Thoracic Aneurysms of the Aorta ascendens with type A Dissection (TAAD) Gene Panel
Dr. rer. nat. Karin Mayer
Thoracic aneurysms of the aorta ascendens with type A dissection (TAAD) may occur isolated or due to a genetic syndrome. Hereditary connective tissue disorders that are associated with a high risk for TAAD are the classic Marfan syndrome (MFS), the Loeys-Dietz syndrome (LDS) and the vascular type of the Ehlers-Danlos syndrome (EDS type IV). About 10–20% of the isolated forms of TAAD are inherited in an autosomal dominant pattern with reduced penetrance and variable expression.

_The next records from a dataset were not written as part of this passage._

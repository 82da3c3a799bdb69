use std::fmt;

use serde::{Deserialize, Serialize};

use crate::error::CoreError;

/// A value in the smallest unit of a chain (satoshi, zatoshi).
///
/// Signed so that intermediate balances can go negative and be checked
/// before they are used as an output value.
#[derive(Debug, Clone, Copy, PartialEq, Eq, PartialOrd, Ord, Hash, Default, Serialize, Deserialize)]
#[serde(transparent)]
pub struct Amount(i64);

impl Amount {
    pub const ZERO: Amount = Amount(0);
    pub const SAT: Amount = Amount(1);
    /// One whole coin (1e8 base units) on every supported chain.
    pub const COIN: Amount = Amount(100_000_000);
    /// Upper bound on any single value: the 21M coin supply.
    pub const MAX_MONEY: Amount = Amount(21_000_000 * 100_000_000);

    pub const fn from_sat(sat: i64) -> Self {
        Amount(sat)
    }

    pub const fn to_sat(self) -> i64 {
        self.0
    }

    pub fn is_negative(self) -> bool {
        self.0 < 0
    }

    pub fn checked_add(self, rhs: Amount) -> Option<Amount> {
        self.0.checked_add(rhs.0).map(Amount)
    }

    pub fn checked_sub(self, rhs: Amount) -> Option<Amount> {
        self.0.checked_sub(rhs.0).map(Amount)
    }

    pub fn checked_mul(self, rhs: i64) -> Option<Amount> {
        self.0.checked_mul(rhs).map(Amount)
    }

    /// Reject values outside `0..=MAX_MONEY`; used for anything that ends up
    /// in an output or is read back from a node.
    pub fn check_output_range(self) -> Result<Amount, CoreError> {
        if self.0 < 0 || self > Amount::MAX_MONEY {
            return Err(CoreError::InvalidAmount(format!(
                "{self} is outside 0..={}",
                Amount::MAX_MONEY
            )));
        }
        Ok(self)
    }

    /// Convert to the `bitcoin` crate's unsigned amount.
    pub fn to_bitcoin(self) -> Result<bitcoin::Amount, CoreError> {
        let sat = u64::try_from(self.check_output_range()?.0)
            .map_err(|e| CoreError::InvalidAmount(e.to_string()))?;
        Ok(bitcoin::Amount::from_sat(sat))
    }

    /// Parse a decimal coin value as reported by node RPCs (e.g. `0.0015`).
    pub fn from_coins(value: f64) -> Result<Amount, CoreError> {
        let amount = bitcoin::Amount::from_btc(value)
            .map_err(|e| CoreError::InvalidAmount(format!("{value}: {e}")))?;
        let sat = i64::try_from(amount.to_sat())
            .map_err(|e| CoreError::InvalidAmount(e.to_string()))?;
        Amount(sat).check_output_range()
    }
}

impl fmt::Display for Amount {
    fn fmt(&self, f: &mut fmt::Formatter<'_>) -> fmt::Result {
        write!(f, "{}", self.0)
    }
}

impl From<bitcoin::Amount> for Amount {
    fn from(value: bitcoin::Amount) -> Self {
        // Any consensus-valid bitcoin amount fits in i64.
        Amount(i64::try_from(value.to_sat()).unwrap_or(i64::MAX))
    }
}

#[cfg(test)]
mod tests {
    use super::*;

    #[test]
    fn coin_is_1e8_sat() {
        assert_eq!(Amount::SAT.checked_mul(100_000_000), Some(Amount::COIN));
    }

    #[test]
    fn checked_sub_can_go_negative() {
        let refund = Amount::from_sat(1_000).checked_sub(Amount::from_sat(1_500)).unwrap();
        assert!(refund.is_negative());
        assert_eq!(refund.to_sat(), -500);
    }

    #[test]
    fn checked_add_overflow_is_none() {
        assert_eq!(Amount::from_sat(i64::MAX).checked_add(Amount::SAT), None);
    }

    #[test]
    fn negative_amount_does_not_convert() {
        assert!(Amount::from_sat(-1).to_bitcoin().is_err());
        assert_eq!(
            Amount::from_sat(546).to_bitcoin().unwrap(),
            bitcoin::Amount::from_sat(546)
        );
    }

    #[test]
    fn above_max_money_is_rejected() {
        let too_much = Amount::MAX_MONEY.checked_add(Amount::SAT).unwrap();
        assert!(too_much.check_output_range().is_err());
        assert!(Amount::MAX_MONEY.check_output_range().is_ok());
    }

    #[test]
    fn parses_node_decimal_values() {
        assert_eq!(Amount::from_coins(0.0015).unwrap(), Amount::from_sat(150_000));
        assert_eq!(Amount::from_coins(1.0).unwrap(), Amount::COIN);
        assert!(Amount::from_coins(-0.1).is_err());
    }
}
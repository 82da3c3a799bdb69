//! UTXO chain primitives shared by Bitcoin, ZCash and Bitcoin Cash.
//!
//! Provides network parameters, amounts, address encoding, UTXO and
//! recipient types, unsigned transaction construction, per-chain signature
//! hashes and pre-broadcast script verification. Nothing here performs I/O.

pub mod address;
pub mod amount;
pub mod error;
pub mod hash;
pub mod network;
pub mod sighash;
pub mod transaction;
pub mod utxo;
pub mod verify;
pub mod zcash;

pub use address::{Address, AddressKind, Payload};
pub use amount::Amount;
pub use error::CoreError;
pub use network::{Chain, Network, NetworkParams, ScriptRules, Variant, DUST};
pub use transaction::{build, estimate_size, SignedTx, Unlock, UnsignedTx};
pub use utxo::{OutPoint, Recipient, TxHash, Utxo, UtxoSet};
pub use verify::verify;
use thiserror::Error;

use crate::amount::Amount;
use crate::network::Network;

/// Errors raised by the UTXO types, builder and verifier.
#[derive(Debug, Error, Clone, PartialEq, Eq)]
pub enum CoreError {
    #[error("unknown chain: {0}")]
    UnknownChain(String),

    #[error("unknown network: {0}")]
    UnknownNetwork(String),

    #[error("invalid tx hash: {0}")]
    InvalidTxHash(String),

    #[error("invalid address: {0}")]
    InvalidAddress(String),

    #[error("address {address} is not valid for {expected}")]
    WrongNetwork { address: String, expected: Network },

    #[error("invalid public key: {0}")]
    InvalidPublicKey(String),

    #[error("invalid amount: {0}")]
    InvalidAmount(String),

    #[error("gas = {gas} is too low, must be at least {dust}")]
    GasTooLow { gas: Amount, dust: Amount },

    #[error("amount = {available} from utxos is less than dust = {dust}")]
    InsufficientInputValue { available: Amount, dust: Amount },

    #[error("insufficient balance: expected {required}, got {available}")]
    InsufficientBalance { required: Amount, available: Amount },

    #[error("script verification failed for input {input}: {reason}")]
    ScriptVerificationFailed { input: usize, reason: String },

    #[error("{operation} is not supported on {network}")]
    UnsupportedOperation {
        operation: &'static str,
        network: Network,
    },

    #[error("transaction inputs do not match utxos: {0}")]
    InputMismatch(String),

    #[error("serialization error: {0}")]
    Serialization(String),
}

#[cfg(test)]
mod tests {
    use super::*;
    use crate::network::{Chain, Variant};

    #[test]
    fn display_gas_too_low() {
        let err = CoreError::GasTooLow {
            gas: Amount::from_sat(599),
            dust: Amount::from_sat(600),
        };
        assert_eq!(err.to_string(), "gas = 599 is too low, must be at least 600");
    }

    #[test]
    fn display_insufficient_balance_reports_both_amounts() {
        let err = CoreError::InsufficientBalance {
            required: Amount::from_sat(10_600),
            available: Amount::from_sat(9_000),
        };
        let msg = err.to_string();
        assert!(msg.contains("10600"));
        assert!(msg.contains("9000"));
    }

    #[test]
    fn display_script_failure_names_input() {
        let err = CoreError::ScriptVerificationFailed {
            input: 3,
            reason: "signature check failed".into(),
        };
        assert_eq!(
            err.to_string(),
            "script verification failed for input 3: signature check failed"
        );
    }

    #[test]
    fn display_unsupported_operation() {
        let network = Network::new(Chain::ZCash, Variant::Mainnet).unwrap();
        let err = CoreError::UnsupportedOperation {
            operation: "segwit address derivation",
            network,
        };
        assert_eq!(
            err.to_string(),
            "segwit address derivation is not supported on zec/mainnet"
        );
    }

    #[test]
    fn error_trait_is_implemented() {
        let err: Box<dyn std::error::Error> = Box::new(CoreError::InvalidTxHash("abc".into()));
        assert!(err.to_string().contains("abc"));
    }
}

So far, nine gene loci for familial TAAD have been localized and seven genes have been identified: AAT3 on chromosome 3p24–25 (TGFBR2 gene), AAT4 on chromosome 16p13.13–p13.12 (MYH11 gene), AAT5 on chromosome 9q33–q34 (TGFBR1 gene), AAT6 on chromosome 10q22–24 (ACTA2 gene) and AAT7 on chromosome 3q21 (MYLK gene). For AAT1 on chromosome 11q23–24 and AAT2 on chromosome 5q13–14 no gene has been identified yet. In 2011 an eighth gene loci for TAAD was identified on chromosome 15q22.2–24.2 (SMAD3 gene) and in 2012 an additional gene was identified on chromosome 1q41 (TGFB2 gene). Since clinical distinction of the different types is often difficult, genetic diagnostics using next generation sequencing (NGS) can facilitate diagnosis.
All coding exons and their flanking intronic sequences from the genes in the TAAD gene panel are analyzed either by Sanger sequencing or by next generation sequencing (NGS).